Yesterday, you asked me to move in with you, but I refused to give any concrete reason. You asked me why, but I simply continued to refuse. Let me explain.
Have you ever had that feeling? The one where you think there's someone watching you? It feels like something prickling your back, tickling it, but not pleasurably. Because I have. And it's not fun.
I really shouldn't be writing this. He might find out. Might come for me, like He has, the others. But I am. Because soon it won't matter. But someone else should know the truth.
I got that feeling first on the highway in the car at night when I was twelve. I looked out the window to see what was causing this strange feeling, what had so easily spiked my interest, to see two eyes, two glistening jewels in the night sky, pupil-less and red as blood.
I told my parents. I screamed and shouted, but all to no acclaim. They said it was just my imagination. That my thoughts ran too wild. That I'm too proactive for my own good.
Little did they know, little did they know.
That night, as I lay awake, curled up in my bed, staring out of the window onto the meadows beyond, I saw those eyes again. Those cold, unforgiving eyes. Those eyes that shouldn't have conveyed anything yet said so much. Those eyes that I was ghastly afraid of. They stood out amidst the storm that billowed around them, a violent red between the gravel grey.
I screamed out in fear, my howls echoing through my room, and then through the house. I heard my mother's footsteps coming from down the hall to check on me. And that's when I saw the eyes move.
What were only eyes at first, became a black, furry face, with a slit for a mouth, and an empty space where its nose should have been. As it moved across my lawn, its feet ruffled the leaves, creating an eerie, unnerving sound.
I screamed even louder. I howled, I wailed, I sobbed. I didn't know what else to do. My body had shut down and refused to move no matter what my brain tried to make it do.

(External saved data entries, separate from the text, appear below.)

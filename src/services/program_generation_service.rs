use std::sync::Arc;

use tracing::{info, warn};
use uuid::Uuid;

use crate::catalog::{CatalogFilter, ExerciseCatalog};
use crate::models::{
    DayWorkout, Difficulty, ExerciseCategory, ExperienceLevel, PlannedExercise, SessionLog,
    TrainingGoal, TrainingRequest, WeeklyPlan,
};
use crate::services::exercise_selection_service::{ExerciseSelectionService, WeekDiversity};
use crate::services::progression_service::ProgressionService;
use crate::services::seeded_shuffle::SeededShuffler;
use crate::services::set_scheme_service::SetSchemeService;
use crate::services::split_planner_service::{DaySlot, SplitPlannerService, DAY_NAMES};

/// Orchestrates split planning, exercise selection, set-scheme assignment and
/// the history-driven progression pass into a complete `WeeklyPlan`.
#[derive(Debug, Clone)]
pub struct ProgramGenerationService {
    catalog: Arc<ExerciseCatalog>,
    split_planner: SplitPlannerService,
    selection: ExerciseSelectionService,
    set_scheme: SetSchemeService,
    progression: ProgressionService,
    default_session_minutes: u32,
}

impl ProgramGenerationService {
    pub fn new(catalog: Arc<ExerciseCatalog>) -> Self {
        Self::with_default_minutes(catalog, 45)
    }

    pub fn with_default_minutes(catalog: Arc<ExerciseCatalog>, default_session_minutes: u32) -> Self {
        Self {
            catalog,
            split_planner: SplitPlannerService::new(),
            selection: ExerciseSelectionService::new(),
            set_scheme: SetSchemeService::new(),
            progression: ProgressionService::new(),
            default_session_minutes,
        }
    }

    /// Generates `count` independent plan variations. Each variation index
    /// seeds its own deterministic shuffle sequence, so the call is
    /// reproducible as a whole while the variations differ from each other.
    pub fn generate_variations(
        &self,
        request: &TrainingRequest,
        history: &[SessionLog],
        count: usize,
    ) -> Vec<WeeklyPlan> {
        info!(
            goal = ?request.goal,
            level = ?request.level,
            days = request.days_per_week,
            count,
            "generating plan variations"
        );
        (0..count as u64)
            .map(|index| self.generate(request, history, index))
            .collect()
    }

    pub fn generate(
        &self,
        request: &TrainingRequest,
        history: &[SessionLog],
        variation_index: u64,
    ) -> WeeklyPlan {
        let mut shuffler = SeededShuffler::new(variation_index);
        let plan_id = Uuid::from_u64_pair(shuffler.next_u64(), shuffler.next_u64());

        let slots = self
            .split_planner
            .plan(request.goal, request.days_per_week);
        let pool = self.catalog.list_exercises(&Self::pool_filter(request));

        if pool.is_empty() {
            warn!("exercise pool empty after filtering, returning safe-default plan");
            return self.fallback_plan(plan_id, request, &slots, variation_index);
        }

        let deload = self.progression.deload_recommended(history);
        if deload {
            info!("plateau across recent history, trimming day budget for a deload week");
        }
        let budget = ExerciseSelectionService::day_budget(request.level, deload);

        let mut diversity = WeekDiversity::new();
        let mut days = Vec::with_capacity(slots.len());
        for slot in &slots {
            let selected = self.selection.select_for_day(
                &self.catalog,
                &pool,
                slot.focus,
                &mut diversity,
                budget,
                request.level,
                &mut shuffler,
            );
            let exercises: Vec<PlannedExercise> = selected
                .iter()
                .map(|e| self.set_scheme.plan_exercise(e, request.goal, request.level))
                .collect();
            let target_minutes = request
                .preferred_session_minutes
                .unwrap_or_else(|| self.estimate_day_minutes(&exercises));
            days.push(DayWorkout {
                weekday: slot.weekday,
                day_name: DAY_NAMES[slot.weekday as usize].to_string(),
                focus: slot.focus.to_string(),
                exercises,
                target_minutes,
            });
        }

        let mut plan = WeeklyPlan {
            id: plan_id,
            name: Self::plan_name(request, variation_index),
            level: request.level,
            goal: request.goal,
            days_per_week: request.days_per_week,
            days,
        };
        self.progression.apply(&mut plan, history);
        plan
    }

    fn pool_filter(request: &TrainingRequest) -> CatalogFilter {
        let categories = match request.goal {
            // Strength-family splits still need flexibility/balance work for
            // the active-recovery day at seven days
            TrainingGoal::Strength | TrainingGoal::MuscleGain | TrainingGoal::WeightLoss => vec![
                ExerciseCategory::Strength,
                ExerciseCategory::Flexibility,
                ExerciseCategory::Balance,
            ],
            TrainingGoal::Endurance => {
                vec![ExerciseCategory::Cardio, ExerciseCategory::Flexibility]
            }
            TrainingGoal::Flexibility => {
                vec![ExerciseCategory::Flexibility, ExerciseCategory::Balance]
            }
        };
        let max_difficulty = match request.level {
            ExperienceLevel::Beginner => Difficulty::Beginner,
            ExperienceLevel::Intermediate => Difficulty::Intermediate,
            ExperienceLevel::Advanced => Difficulty::Advanced,
        };
        CatalogFilter {
            categories,
            muscle_groups: Vec::new(),
            max_difficulty: Some(max_difficulty),
            equipment: Some(request.equipment_available.clone()),
            excluded_names: request.excluded_exercise_names.clone(),
        }
    }

    /// Minimal valid plan used when filtering removed every exercise: one
    /// safe-default movement per scheduled day.
    fn fallback_plan(
        &self,
        plan_id: Uuid,
        request: &TrainingRequest,
        slots: &[DaySlot],
        variation_index: u64,
    ) -> WeeklyPlan {
        let safe = self.catalog.safe_default();
        let days = slots
            .iter()
            .map(|slot| {
                let exercise = self
                    .set_scheme
                    .plan_exercise(&safe, request.goal, request.level);
                DayWorkout {
                    weekday: slot.weekday,
                    day_name: DAY_NAMES[slot.weekday as usize].to_string(),
                    focus: slot.focus.to_string(),
                    target_minutes: request
                        .preferred_session_minutes
                        .unwrap_or(self.default_session_minutes),
                    exercises: vec![exercise],
                }
            })
            .collect();
        WeeklyPlan {
            id: plan_id,
            name: Self::plan_name(request, variation_index),
            level: request.level,
            goal: request.goal,
            days_per_week: request.days_per_week,
            days,
        }
    }

    fn estimate_day_minutes(&self, exercises: &[PlannedExercise]) -> u32 {
        let mut seconds = 0u32;
        for ex in exercises {
            match ex.category {
                ExerciseCategory::Cardio => {
                    // reps carries minutes for cardio
                    seconds += ex.reps * 60;
                }
                ExerciseCategory::Flexibility | ExerciseCategory::Balance => {
                    // reps carries hold seconds
                    seconds += ex.sets * (ex.reps + 15);
                }
                ExerciseCategory::Strength => {
                    let per_set = 40 + ex.rest_seconds.unwrap_or(60);
                    seconds += ex.sets * per_set;
                }
            }
        }
        // Warm-up allowance on top of the work itself
        (seconds / 60 + 10).max(20)
    }

    fn plan_name(request: &TrainingRequest, variation_index: u64) -> String {
        let goal = match request.goal {
            TrainingGoal::Strength => "Strength",
            TrainingGoal::WeightLoss => "Weight Loss",
            TrainingGoal::MuscleGain => "Muscle Gain",
            TrainingGoal::Endurance => "Endurance",
            TrainingGoal::Flexibility => "Flexibility",
        };
        let level = match request.level {
            ExperienceLevel::Beginner => "Beginner",
            ExperienceLevel::Intermediate => "Intermediate",
            ExperienceLevel::Advanced => "Advanced",
        };
        if variation_index == 0 {
            format!("{level} {goal} Program")
        } else {
            format!("{level} {goal} Program (Variation {})", variation_index + 1)
        }
    }
}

My room door slammed open and my head whipped towards the door. It was my mum! I tried coaxing myself into thinking everything was fine. Okay, now everything will be fine. Don't worry Tim, nothing's going to happen. Mummy's here.
Little did I know how far from the truth that was.
On the other side of my room, the window flew open, and it came flying in. It didn't hesitate for even a second; it didn't waver. It just went straight for her. Sunk its impossibly large teeth right into her neck and there was nothing I could do. My body was still frozen and a chill had now descended upon the room.
I watched in horror as the straight-line slit turned into a wide, cheek-to-cheek grin. I watched as the life slowly drained from my mother's eyes. As the colour drained from her face, and her once rosy cheeks became pale.
I still couldn't move.
Then it looked up at me. And the grin spread even wider. Its teeth were dripping with my mother's blood, and it relished it. It relished the fear in my eyes, it relished the fact that I was frozen with fear. And I hated it. I hated it. But I couldn't do anything.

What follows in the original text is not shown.